Every record must be reproduced exactly. Leave none out.

* * * *

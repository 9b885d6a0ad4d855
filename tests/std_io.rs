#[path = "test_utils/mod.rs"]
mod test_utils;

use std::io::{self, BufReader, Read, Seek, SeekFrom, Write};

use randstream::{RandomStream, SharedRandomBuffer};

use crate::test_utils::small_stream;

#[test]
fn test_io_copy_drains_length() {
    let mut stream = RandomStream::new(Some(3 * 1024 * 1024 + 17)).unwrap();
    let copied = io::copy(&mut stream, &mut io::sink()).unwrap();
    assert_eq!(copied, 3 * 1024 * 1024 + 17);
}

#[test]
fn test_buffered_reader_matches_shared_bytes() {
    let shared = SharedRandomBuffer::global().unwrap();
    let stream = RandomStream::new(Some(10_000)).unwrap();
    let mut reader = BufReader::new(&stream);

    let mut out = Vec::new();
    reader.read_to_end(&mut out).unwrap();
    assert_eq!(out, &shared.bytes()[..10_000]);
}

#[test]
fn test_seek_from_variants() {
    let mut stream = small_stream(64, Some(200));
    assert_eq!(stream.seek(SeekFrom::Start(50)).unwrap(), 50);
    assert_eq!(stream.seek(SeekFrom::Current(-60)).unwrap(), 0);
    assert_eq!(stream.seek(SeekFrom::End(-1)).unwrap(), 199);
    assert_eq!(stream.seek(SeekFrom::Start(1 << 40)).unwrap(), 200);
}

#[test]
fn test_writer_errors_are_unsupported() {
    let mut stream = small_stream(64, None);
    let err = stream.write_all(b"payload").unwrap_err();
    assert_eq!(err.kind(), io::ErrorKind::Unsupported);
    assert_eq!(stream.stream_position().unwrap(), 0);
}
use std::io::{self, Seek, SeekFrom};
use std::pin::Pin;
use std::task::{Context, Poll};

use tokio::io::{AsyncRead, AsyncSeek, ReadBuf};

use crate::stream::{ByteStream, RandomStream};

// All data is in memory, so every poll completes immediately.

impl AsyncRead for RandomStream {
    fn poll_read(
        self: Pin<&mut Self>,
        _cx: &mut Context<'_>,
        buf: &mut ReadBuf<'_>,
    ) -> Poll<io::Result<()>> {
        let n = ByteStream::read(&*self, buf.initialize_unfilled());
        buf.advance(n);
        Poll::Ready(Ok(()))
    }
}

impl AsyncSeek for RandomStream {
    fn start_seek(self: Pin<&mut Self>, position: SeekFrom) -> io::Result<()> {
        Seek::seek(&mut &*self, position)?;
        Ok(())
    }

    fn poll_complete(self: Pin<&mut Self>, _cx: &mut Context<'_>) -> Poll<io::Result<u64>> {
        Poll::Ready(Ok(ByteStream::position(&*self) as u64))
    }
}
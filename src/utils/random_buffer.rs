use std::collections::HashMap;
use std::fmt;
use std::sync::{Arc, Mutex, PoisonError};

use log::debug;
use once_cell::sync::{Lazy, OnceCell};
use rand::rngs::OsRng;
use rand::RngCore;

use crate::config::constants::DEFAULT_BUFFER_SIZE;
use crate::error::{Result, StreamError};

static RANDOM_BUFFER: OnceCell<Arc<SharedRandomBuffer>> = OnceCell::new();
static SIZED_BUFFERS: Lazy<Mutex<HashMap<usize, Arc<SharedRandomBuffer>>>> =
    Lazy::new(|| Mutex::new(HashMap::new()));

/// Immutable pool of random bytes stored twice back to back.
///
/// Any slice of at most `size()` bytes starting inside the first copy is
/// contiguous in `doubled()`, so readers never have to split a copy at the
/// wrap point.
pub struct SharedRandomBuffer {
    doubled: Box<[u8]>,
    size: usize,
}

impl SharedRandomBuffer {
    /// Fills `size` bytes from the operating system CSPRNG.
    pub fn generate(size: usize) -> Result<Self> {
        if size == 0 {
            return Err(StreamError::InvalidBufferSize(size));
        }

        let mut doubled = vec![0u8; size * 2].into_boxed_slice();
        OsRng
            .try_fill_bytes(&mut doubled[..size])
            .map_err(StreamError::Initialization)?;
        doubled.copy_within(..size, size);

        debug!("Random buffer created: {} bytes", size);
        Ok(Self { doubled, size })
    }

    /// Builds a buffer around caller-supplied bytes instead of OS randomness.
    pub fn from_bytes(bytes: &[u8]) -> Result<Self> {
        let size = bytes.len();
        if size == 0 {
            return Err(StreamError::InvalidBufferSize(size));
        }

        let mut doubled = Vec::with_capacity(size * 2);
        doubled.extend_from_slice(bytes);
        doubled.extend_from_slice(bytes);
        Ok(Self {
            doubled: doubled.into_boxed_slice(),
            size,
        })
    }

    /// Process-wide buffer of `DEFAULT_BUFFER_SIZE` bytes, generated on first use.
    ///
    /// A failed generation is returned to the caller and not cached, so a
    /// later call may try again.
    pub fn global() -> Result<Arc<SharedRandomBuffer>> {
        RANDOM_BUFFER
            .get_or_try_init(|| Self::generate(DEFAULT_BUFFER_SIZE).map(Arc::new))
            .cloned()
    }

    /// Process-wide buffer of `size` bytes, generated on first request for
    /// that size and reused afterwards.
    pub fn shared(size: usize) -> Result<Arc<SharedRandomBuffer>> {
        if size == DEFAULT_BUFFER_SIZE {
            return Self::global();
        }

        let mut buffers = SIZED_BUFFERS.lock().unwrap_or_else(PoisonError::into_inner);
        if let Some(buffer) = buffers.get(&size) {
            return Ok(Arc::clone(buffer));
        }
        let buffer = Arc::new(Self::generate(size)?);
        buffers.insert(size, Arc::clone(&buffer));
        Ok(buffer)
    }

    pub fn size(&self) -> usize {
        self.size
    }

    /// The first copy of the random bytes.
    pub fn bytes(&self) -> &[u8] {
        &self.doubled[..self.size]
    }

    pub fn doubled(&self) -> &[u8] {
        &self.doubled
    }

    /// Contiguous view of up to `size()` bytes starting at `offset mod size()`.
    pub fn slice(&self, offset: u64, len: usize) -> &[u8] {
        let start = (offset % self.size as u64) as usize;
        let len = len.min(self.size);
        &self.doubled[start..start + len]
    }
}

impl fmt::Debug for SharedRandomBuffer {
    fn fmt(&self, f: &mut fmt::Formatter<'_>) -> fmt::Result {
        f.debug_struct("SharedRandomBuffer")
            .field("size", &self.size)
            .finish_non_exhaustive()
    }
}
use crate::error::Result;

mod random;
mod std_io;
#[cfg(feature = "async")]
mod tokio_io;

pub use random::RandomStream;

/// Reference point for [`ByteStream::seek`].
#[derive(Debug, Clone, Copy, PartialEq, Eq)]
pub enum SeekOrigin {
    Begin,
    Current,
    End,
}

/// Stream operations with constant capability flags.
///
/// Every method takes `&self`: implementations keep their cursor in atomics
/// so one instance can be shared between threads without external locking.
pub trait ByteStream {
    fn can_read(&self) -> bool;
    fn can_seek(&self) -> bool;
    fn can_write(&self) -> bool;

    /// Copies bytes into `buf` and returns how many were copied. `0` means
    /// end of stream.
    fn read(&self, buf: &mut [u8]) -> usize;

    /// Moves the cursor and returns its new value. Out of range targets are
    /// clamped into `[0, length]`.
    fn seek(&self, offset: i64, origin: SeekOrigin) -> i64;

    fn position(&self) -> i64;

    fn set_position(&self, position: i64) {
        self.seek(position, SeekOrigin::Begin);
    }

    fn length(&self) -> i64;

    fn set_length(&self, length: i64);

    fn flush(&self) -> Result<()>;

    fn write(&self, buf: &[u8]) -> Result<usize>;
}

* * * *

## RESULT FOR THIS EXERCISE
repository 9b885d6a0ad4d855
filename tests/std_io.rs
#[path = "test_utils/mod.rs"]
mod test_utils;

use std::io::{self, BufReader, Read, Seek, SeekFrom, Write};

use randstream::{RandomStream, SharedRandomBuffer};

use crate::test_utils::small_stream;

#[test]
fn test_io_copy_drains_length() {
    let mut stream = RandomStream::new(Some(3 * 1024 * 1024 + 17)).unwrap();
    let copied = io::copy(&mut stream, &mut io::sink()).unwrap();
    assert_eq!(copied, 3 * 1024 * 1024 + 17);
}

#[test]
fn test_buffered_reader_matches_shared_bytes() {
    let shared = SharedRandomBuffer::global().unwrap();
    let stream = RandomStream::new(Some(10_000)).unwrap();
    let mut reader = BufReader::new(&stream);

    let mut out = Vec::new();
    reader.read_to_end(&mut out).unwrap();
    assert_eq!(out, &shared.bytes()[..10_000]);
}

#[test]
fn test_seek_from_variants() {
    let mut stream = small_stream(64, Some(200));
    assert_eq!(stream.seek(SeekFrom::Start(50)).unwrap(), 50);
    assert_eq!(stream.seek(SeekFrom::Current(-60)).unwrap(), 0);
    assert_eq!(stream.seek(SeekFrom::End(-1)).unwrap(), 199);
    assert_eq!(stream.seek(SeekFrom::Start(1 << 40)).unwrap(), 200);
}

#[test]
fn test_writer_errors_are_unsupported() {
    let mut stream = small_stream(64, None);
    let err = stream.write_all(b"payload").unwrap_err();
    assert_eq!(err.kind(), io::ErrorKind::Unsupported);
    assert_eq!(stream.stream_position().unwrap(), 0);
}
use std::io::{self, Seek, SeekFrom};
use std::pin::Pin;
use std::task::{Context, Poll};

use tokio::io::{AsyncRead, AsyncSeek, ReadBuf};

use crate::stream::{ByteStream, RandomStream};

// All data is in memory, so every poll completes immediately.

impl AsyncRead for RandomStream {
    fn poll_read(
        self: Pin<&mut Self>,
        _cx: &mut Context<'_>,
        buf: &mut ReadBuf<'_>,
    ) -> Poll<io::Result<()>> {
        let n = ByteStream::read(&*self, buf.initialize_unfilled());
        buf.advance(n);
        Poll::Ready(Ok(()))
    }
}

impl AsyncSeek for RandomStream {
    fn start_seek(self: Pin<&mut Self>, position: SeekFrom) -> io::Result<()> {
        Seek::seek(&mut &*self, position)?;
        Ok(())
    }

    fn poll_complete(self: Pin<&mut Self>, _cx: &mut Context<'_>) -> Poll<io::Result<u64>> {
        Poll::Ready(Ok(ByteStream::position(&*self) as u64))
    }
}
filename src/utils/random_buffer.rs
use std::collections::HashMap;
use std::fmt;
use std::sync::{Arc, Mutex, PoisonError};

use log::debug;
use once_cell::sync::{Lazy, OnceCell};
use rand::rngs::OsRng;
use rand::RngCore;

use crate::config::constants::DEFAULT_BUFFER_SIZE;
use crate::error::{Result, StreamError};

static RANDOM_BUFFER: OnceCell<Arc<SharedRandomBuffer>> = OnceCell::new();
static SIZED_BUFFERS: Lazy<Mutex<HashMap<usize, Arc<SharedRandomBuffer>>>> =
    Lazy::new(|| Mutex::new(HashMap::new()));

/// Immutable pool of random bytes stored twice back to back.
///
/// Any slice of at most `size()` bytes starting inside the first copy is
/// contiguous in `doubled()`, so readers never have to split a copy at the
/// wrap point.
pub struct SharedRandomBuffer {
    doubled: Box<[u8]>,
    size: usize,
}

impl SharedRandomBuffer {
    /// Fills `size` bytes from the operating system CSPRNG.
    pub fn generate(size: usize) -> Result<Self> {
        if size == 0 {
            return Err(StreamError::InvalidBufferSize(size));
        }

        let mut doubled = vec![0u8; size * 2].into_boxed_slice();
        OsRng
            .try_fill_bytes(&mut doubled[..size])
            .map_err(StreamError::Initialization)?;
        doubled.copy_within(..size, size);

        debug!("Random buffer created: {} bytes", size);
        Ok(Self { doubled, size })
    }

    /// Builds a buffer around caller-supplied bytes instead of OS randomness.
    pub fn from_bytes(bytes: &[u8]) -> Result<Self> {
        let size = bytes.len();
        if size == 0 {
            return Err(StreamError::InvalidBufferSize(size));
        }

        let mut doubled = Vec::with_capacity(size * 2);
        doubled.extend_from_slice(bytes);
        doubled.extend_from_slice(bytes);
        Ok(Self {
            doubled: doubled.into_boxed_slice(),
            size,
        })
    }

    /// Process-wide buffer of `DEFAULT_BUFFER_SIZE` bytes, generated on first use.
    ///
    /// A failed generation is returned to the caller and not cached, so a
    /// later call may try again.
    pub fn global() -> Result<Arc<SharedRandomBuffer>> {
        RANDOM_BUFFER
            .get_or_try_init(|| Self::generate(DEFAULT_BUFFER_SIZE).map(Arc::new))
            .cloned()
    }

    /// Process-wide buffer of `size` bytes, generated on first request for
    /// that size and reused afterwards.
    pub fn shared(size: usize) -> Result<Arc<SharedRandomBuffer>> {
        if size == DEFAULT_BUFFER_SIZE {
            return Self::global();
        }

        let mut buffers = SIZED_BUFFERS.lock().unwrap_or_else(PoisonError::into_inner);
        if let Some(buffer) = buffers.get(&size) {
            return Ok(Arc::clone(buffer));
        }
        let buffer = Arc::new(Self::generate(size)?);
        buffers.insert(size, Arc::clone(&buffer));
        Ok(buffer)
    }

    pub fn size(&self) -> usize {
        self.size
    }

    /// The first copy of the random bytes.
    pub fn bytes(&self) -> &[u8] {
        &self.doubled[..self.size]
    }

    pub fn doubled(&self) -> &[u8] {
        &self.doubled
    }

    /// Contiguous view of up to `size()` bytes starting at `offset mod size()`.
    pub fn slice(&self, offset: u64, len: usize) -> &[u8] {
        let start = (offset % self.size as u64) as usize;
        let len = len.min(self.size);
        &self.doubled[start..start + len]
    }
}

impl fmt::Debug for SharedRandomBuffer {
    fn fmt(&self, f: &mut fmt::Formatter<'_>) -> fmt::Result {
        f.debug_struct("SharedRandomBuffer")
            .field("size", &self.size)
            .finish_non_exhaustive()
    }
}
use crate::error::Result;

mod random;
mod std_io;
#[cfg(feature = "async")]
mod tokio_io;

pub use random::RandomStream;

/// Reference point for [`ByteStream::seek`].
#[derive(Debug, Clone, Copy, PartialEq, Eq)]
pub enum SeekOrigin {
    Begin,
    Current,
    End,
}

/// Stream operations with constant capability flags.
///
/// Every method takes `&self`: implementations keep their cursor in atomics
/// so one instance can be shared between threads without external locking.
pub trait ByteStream {
    fn can_read(&self) -> bool;
    fn can_seek(&self) -> bool;
    fn can_write(&self) -> bool;

    /// Copies bytes into `buf` and returns how many were copied. `0` means
    /// end of stream.
    fn read(&self, buf: &mut [u8]) -> usize;

    /// Moves the cursor and returns its new value. Out of range targets are
    /// clamped into `[0, length]`.
    fn seek(&self, offset: i64, origin: SeekOrigin) -> i64;

    fn position(&self) -> i64;

    fn set_position(&self, position: i64) {
        self.seek(position, SeekOrigin::Begin);
    }

    fn length(&self) -> i64;

    fn set_length(&self, length: i64);

    fn flush(&self) -> Result<()>;

    fn write(&self, buf: &[u8]) -> Result<usize>;
}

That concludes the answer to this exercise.